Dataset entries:
>>

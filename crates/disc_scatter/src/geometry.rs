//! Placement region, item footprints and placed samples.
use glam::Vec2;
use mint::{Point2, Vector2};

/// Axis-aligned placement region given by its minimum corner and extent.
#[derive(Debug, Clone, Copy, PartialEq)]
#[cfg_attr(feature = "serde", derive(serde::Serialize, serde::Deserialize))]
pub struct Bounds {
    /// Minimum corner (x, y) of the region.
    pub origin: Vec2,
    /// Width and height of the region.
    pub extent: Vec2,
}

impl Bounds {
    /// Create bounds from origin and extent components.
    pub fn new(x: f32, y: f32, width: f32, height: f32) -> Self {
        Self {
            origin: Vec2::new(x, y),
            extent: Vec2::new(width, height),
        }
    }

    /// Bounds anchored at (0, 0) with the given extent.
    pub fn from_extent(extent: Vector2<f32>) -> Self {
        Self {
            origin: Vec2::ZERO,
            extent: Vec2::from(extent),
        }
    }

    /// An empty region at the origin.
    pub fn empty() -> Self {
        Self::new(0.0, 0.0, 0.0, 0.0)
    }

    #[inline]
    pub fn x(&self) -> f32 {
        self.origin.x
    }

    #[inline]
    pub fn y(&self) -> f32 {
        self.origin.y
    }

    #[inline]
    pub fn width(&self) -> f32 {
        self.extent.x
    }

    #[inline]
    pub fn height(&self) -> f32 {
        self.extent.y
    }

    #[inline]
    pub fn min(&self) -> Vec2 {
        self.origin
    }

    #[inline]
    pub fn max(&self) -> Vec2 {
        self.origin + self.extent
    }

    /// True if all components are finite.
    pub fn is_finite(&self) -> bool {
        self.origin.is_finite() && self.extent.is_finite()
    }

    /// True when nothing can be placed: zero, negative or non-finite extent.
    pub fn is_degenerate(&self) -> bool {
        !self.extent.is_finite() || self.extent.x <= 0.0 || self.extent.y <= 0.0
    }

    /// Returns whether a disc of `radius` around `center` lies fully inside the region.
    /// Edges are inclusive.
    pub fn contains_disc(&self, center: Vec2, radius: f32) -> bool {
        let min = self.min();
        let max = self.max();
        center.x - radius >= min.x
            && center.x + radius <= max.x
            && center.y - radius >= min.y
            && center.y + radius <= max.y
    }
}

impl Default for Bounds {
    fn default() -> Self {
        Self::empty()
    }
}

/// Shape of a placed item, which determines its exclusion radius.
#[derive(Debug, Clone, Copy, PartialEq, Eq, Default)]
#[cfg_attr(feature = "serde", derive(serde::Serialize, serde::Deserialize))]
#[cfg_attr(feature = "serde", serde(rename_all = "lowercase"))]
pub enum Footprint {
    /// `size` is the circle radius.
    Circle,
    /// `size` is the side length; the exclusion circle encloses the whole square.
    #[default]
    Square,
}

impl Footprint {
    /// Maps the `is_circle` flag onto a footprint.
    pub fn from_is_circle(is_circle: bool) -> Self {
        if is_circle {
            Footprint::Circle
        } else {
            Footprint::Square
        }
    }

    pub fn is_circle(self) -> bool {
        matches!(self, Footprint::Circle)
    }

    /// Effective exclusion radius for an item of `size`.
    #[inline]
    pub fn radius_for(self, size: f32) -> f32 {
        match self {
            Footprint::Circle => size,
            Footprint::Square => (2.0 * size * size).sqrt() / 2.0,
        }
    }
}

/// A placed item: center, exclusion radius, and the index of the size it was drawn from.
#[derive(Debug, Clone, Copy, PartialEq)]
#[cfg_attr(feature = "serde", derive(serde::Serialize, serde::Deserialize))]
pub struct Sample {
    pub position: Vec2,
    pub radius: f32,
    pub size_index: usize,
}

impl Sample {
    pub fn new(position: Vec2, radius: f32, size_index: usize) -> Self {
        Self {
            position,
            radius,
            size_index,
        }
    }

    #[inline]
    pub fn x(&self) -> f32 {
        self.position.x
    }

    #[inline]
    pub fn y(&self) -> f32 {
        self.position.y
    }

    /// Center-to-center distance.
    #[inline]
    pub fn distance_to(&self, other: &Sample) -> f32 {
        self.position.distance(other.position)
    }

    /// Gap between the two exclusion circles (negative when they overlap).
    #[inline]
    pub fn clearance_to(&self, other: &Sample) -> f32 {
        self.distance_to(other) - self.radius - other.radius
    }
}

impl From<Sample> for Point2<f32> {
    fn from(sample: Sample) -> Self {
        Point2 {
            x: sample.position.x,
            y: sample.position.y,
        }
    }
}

<<
>>

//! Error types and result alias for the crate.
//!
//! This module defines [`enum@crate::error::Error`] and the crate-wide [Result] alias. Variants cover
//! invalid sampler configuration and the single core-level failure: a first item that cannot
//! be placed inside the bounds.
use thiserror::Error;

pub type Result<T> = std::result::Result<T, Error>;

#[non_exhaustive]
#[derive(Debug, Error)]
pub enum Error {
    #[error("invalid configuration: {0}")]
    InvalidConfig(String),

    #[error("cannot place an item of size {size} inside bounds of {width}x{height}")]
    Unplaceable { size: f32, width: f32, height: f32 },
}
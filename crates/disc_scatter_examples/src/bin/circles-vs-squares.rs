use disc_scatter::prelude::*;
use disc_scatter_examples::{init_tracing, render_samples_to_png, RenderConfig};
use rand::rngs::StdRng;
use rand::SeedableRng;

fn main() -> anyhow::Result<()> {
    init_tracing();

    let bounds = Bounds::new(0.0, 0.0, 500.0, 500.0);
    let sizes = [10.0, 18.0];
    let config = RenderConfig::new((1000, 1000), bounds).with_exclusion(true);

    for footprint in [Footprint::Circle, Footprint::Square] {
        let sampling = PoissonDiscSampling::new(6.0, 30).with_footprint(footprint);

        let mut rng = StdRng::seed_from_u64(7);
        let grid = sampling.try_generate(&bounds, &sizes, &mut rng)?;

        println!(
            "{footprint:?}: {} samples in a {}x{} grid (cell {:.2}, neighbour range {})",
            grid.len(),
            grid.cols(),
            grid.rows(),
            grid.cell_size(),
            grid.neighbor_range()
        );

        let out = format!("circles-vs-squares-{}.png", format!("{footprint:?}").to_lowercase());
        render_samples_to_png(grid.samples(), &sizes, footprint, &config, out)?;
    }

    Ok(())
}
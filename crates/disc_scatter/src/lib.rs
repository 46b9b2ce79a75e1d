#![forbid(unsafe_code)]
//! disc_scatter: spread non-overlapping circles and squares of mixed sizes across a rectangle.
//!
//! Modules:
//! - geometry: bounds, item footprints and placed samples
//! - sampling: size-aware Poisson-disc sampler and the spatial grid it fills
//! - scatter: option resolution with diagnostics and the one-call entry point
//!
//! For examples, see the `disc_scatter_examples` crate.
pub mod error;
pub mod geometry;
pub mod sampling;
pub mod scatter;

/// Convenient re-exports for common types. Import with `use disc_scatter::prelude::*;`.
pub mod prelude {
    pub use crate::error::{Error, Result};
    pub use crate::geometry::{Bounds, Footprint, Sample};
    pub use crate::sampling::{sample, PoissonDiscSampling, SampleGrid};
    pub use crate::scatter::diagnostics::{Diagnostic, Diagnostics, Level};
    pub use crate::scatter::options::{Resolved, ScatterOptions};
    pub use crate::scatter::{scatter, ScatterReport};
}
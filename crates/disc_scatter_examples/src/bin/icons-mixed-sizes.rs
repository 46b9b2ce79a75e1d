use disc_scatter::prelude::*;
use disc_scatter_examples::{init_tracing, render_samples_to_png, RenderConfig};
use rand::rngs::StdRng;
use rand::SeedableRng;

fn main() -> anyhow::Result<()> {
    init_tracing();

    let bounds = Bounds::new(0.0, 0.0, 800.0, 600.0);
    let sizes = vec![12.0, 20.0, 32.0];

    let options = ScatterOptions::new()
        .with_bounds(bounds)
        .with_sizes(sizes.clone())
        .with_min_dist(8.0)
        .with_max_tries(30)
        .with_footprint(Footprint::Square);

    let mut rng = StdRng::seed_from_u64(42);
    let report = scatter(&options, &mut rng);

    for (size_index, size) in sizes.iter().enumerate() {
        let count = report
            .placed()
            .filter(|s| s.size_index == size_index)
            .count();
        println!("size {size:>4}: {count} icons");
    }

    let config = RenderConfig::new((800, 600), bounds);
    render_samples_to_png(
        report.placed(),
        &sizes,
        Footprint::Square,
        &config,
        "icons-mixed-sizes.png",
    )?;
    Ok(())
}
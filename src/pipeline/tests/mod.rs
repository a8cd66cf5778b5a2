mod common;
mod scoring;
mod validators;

<<

# [TASK REQUIREMENTS]
State the number of lines in the records that contain the string "common", and nothing more.

# [ANSWER SPACE]
2